When you find the line with "filename src/lib.rs" among the records below, reproduce it and each line after it exactly, ending with the line with "memory at a time.".

==== Exercise material

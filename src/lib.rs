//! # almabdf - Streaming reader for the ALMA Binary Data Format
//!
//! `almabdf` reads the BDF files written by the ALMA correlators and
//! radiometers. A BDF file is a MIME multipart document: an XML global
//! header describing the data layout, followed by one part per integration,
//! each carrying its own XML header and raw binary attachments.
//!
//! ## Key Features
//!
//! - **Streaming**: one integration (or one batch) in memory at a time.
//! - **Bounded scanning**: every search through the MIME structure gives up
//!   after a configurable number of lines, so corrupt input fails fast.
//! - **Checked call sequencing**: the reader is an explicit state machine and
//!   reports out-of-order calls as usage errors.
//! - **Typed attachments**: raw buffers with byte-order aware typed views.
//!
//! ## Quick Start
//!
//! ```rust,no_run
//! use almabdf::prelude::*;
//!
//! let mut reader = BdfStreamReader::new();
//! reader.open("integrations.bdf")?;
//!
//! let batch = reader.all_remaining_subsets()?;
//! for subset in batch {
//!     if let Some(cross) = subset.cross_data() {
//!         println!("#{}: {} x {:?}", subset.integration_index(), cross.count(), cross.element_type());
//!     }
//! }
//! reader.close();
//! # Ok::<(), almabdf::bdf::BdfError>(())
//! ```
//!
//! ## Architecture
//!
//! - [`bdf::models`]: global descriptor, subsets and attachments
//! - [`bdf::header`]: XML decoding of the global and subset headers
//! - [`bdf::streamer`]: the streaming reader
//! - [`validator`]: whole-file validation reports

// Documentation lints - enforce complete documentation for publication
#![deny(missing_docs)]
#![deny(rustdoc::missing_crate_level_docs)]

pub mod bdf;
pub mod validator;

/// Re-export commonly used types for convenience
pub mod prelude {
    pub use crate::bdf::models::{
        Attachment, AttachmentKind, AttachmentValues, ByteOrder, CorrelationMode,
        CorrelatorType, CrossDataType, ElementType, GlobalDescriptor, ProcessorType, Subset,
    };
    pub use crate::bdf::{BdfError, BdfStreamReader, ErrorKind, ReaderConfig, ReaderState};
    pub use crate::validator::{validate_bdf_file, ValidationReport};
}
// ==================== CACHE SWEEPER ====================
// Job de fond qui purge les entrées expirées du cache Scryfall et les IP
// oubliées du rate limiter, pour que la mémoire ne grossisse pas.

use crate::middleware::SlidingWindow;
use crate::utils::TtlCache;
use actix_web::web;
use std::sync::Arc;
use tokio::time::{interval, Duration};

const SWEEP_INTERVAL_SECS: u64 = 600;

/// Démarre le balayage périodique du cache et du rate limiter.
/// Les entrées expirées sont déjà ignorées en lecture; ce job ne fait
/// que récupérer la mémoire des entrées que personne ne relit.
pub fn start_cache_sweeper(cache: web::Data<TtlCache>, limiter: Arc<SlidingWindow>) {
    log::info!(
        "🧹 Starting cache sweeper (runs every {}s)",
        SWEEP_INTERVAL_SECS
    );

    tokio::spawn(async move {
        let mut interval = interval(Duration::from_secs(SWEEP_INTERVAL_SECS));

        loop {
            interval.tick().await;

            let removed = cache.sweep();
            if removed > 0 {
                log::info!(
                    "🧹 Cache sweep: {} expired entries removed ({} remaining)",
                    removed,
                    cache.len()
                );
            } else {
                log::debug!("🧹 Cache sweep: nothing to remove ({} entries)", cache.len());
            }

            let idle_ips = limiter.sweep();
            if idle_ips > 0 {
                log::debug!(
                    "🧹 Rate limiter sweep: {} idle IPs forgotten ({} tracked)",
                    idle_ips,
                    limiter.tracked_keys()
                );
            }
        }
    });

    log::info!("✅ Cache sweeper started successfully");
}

========
==== Exercise material

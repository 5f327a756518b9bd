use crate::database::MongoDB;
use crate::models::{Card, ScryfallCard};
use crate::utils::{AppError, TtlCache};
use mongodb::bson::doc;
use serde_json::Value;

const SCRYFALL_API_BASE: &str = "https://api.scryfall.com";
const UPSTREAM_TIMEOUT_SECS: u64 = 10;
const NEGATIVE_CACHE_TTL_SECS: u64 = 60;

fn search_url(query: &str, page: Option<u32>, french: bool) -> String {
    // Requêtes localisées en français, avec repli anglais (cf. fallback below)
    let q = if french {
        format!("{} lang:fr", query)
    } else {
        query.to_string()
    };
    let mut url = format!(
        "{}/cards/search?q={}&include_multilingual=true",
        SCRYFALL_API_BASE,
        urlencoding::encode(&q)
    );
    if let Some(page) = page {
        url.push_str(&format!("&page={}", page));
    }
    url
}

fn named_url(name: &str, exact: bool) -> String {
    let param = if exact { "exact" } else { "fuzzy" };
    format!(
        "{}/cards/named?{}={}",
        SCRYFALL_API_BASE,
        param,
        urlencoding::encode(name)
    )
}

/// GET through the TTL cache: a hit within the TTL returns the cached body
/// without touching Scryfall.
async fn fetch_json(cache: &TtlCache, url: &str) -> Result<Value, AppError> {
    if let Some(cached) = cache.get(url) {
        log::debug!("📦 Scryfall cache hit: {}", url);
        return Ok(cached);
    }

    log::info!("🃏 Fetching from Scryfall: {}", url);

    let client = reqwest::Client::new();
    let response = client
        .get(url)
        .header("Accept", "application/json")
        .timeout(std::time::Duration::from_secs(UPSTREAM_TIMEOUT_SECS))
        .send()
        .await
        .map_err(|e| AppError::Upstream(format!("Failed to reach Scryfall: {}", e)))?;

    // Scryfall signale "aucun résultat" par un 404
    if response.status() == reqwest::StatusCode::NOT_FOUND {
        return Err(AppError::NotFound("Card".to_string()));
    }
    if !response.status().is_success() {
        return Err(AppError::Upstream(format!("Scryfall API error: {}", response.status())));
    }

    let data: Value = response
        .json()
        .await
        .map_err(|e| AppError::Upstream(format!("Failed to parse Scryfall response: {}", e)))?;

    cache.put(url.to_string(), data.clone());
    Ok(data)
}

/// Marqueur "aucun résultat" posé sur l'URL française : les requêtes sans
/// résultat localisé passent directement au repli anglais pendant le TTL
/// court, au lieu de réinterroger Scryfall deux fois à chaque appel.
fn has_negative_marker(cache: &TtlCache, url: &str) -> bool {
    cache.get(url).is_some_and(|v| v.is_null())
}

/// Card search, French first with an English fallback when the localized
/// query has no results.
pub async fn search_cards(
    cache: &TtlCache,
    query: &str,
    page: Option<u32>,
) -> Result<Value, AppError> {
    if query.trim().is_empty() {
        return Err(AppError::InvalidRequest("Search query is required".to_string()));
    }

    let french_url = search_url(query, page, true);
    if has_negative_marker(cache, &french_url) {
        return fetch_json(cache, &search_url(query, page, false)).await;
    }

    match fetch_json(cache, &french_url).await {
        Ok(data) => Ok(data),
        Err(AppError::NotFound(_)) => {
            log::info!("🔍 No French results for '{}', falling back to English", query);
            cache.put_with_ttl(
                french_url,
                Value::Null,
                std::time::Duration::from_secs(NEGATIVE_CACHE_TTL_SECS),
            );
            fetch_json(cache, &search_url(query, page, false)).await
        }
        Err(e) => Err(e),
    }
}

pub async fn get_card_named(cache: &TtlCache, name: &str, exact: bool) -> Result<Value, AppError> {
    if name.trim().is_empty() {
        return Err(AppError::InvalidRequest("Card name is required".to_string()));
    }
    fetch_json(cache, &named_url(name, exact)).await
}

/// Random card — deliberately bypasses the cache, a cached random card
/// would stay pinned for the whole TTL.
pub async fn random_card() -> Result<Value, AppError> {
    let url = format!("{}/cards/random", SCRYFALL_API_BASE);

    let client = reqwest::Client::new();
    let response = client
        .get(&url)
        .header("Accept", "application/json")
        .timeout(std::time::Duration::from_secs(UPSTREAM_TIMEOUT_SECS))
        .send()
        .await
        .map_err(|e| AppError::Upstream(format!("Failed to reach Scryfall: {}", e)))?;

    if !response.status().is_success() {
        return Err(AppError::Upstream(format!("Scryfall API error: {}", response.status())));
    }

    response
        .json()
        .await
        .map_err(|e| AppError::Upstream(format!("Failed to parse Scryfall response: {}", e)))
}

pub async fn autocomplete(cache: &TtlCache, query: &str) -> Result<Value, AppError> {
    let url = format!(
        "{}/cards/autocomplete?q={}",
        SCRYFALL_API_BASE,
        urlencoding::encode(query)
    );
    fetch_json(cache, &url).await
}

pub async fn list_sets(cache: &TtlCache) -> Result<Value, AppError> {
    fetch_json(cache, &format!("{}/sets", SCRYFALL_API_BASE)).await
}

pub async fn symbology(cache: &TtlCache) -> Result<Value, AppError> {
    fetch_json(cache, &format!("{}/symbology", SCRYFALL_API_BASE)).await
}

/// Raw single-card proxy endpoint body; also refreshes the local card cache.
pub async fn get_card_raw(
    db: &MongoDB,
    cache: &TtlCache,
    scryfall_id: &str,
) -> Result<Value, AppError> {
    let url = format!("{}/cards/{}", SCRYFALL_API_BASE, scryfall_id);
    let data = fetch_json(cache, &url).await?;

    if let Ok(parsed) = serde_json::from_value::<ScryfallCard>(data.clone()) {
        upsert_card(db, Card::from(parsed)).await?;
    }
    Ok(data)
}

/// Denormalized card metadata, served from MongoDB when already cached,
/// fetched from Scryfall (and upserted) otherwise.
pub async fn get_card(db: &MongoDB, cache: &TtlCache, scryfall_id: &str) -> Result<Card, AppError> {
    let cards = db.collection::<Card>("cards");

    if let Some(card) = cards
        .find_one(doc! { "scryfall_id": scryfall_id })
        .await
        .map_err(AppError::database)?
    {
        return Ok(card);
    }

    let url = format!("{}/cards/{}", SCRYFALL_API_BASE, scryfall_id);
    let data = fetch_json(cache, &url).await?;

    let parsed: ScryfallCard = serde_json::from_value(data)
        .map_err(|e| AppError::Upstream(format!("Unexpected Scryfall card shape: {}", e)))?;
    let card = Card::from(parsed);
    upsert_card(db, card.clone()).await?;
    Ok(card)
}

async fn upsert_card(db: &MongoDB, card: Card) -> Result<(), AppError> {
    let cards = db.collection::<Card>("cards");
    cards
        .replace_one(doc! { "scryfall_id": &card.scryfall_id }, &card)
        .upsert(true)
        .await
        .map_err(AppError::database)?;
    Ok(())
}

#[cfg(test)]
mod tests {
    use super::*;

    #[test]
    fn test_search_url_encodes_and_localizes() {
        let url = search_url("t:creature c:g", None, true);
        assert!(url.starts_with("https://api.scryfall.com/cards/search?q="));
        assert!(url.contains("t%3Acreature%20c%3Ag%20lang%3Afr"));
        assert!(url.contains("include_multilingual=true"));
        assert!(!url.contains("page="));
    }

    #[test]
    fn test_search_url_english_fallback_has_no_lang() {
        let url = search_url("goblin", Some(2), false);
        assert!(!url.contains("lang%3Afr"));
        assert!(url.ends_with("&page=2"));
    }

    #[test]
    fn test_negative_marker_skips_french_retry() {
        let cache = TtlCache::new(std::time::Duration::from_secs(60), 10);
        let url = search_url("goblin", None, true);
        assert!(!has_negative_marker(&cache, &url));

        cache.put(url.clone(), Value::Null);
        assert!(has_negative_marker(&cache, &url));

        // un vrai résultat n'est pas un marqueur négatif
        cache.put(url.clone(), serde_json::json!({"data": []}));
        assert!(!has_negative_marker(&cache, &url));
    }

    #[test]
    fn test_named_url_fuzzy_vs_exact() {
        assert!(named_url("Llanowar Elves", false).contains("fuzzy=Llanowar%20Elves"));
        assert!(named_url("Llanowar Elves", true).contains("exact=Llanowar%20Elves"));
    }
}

========

▸ Solution:
filename src/lib.rs
//! # almabdf - Streaming reader for the ALMA Binary Data Format
//!
//! `almabdf` reads the BDF files written by the ALMA correlators and
//! radiometers. A BDF file is a MIME multipart document: an XML global
//! header describing the data layout, followed by one part per integration,
//! each carrying its own XML header and raw binary attachments.
//!
//! ## Key Features
//!
//! - **Streaming**: one integration (or one batch) in memory at a time.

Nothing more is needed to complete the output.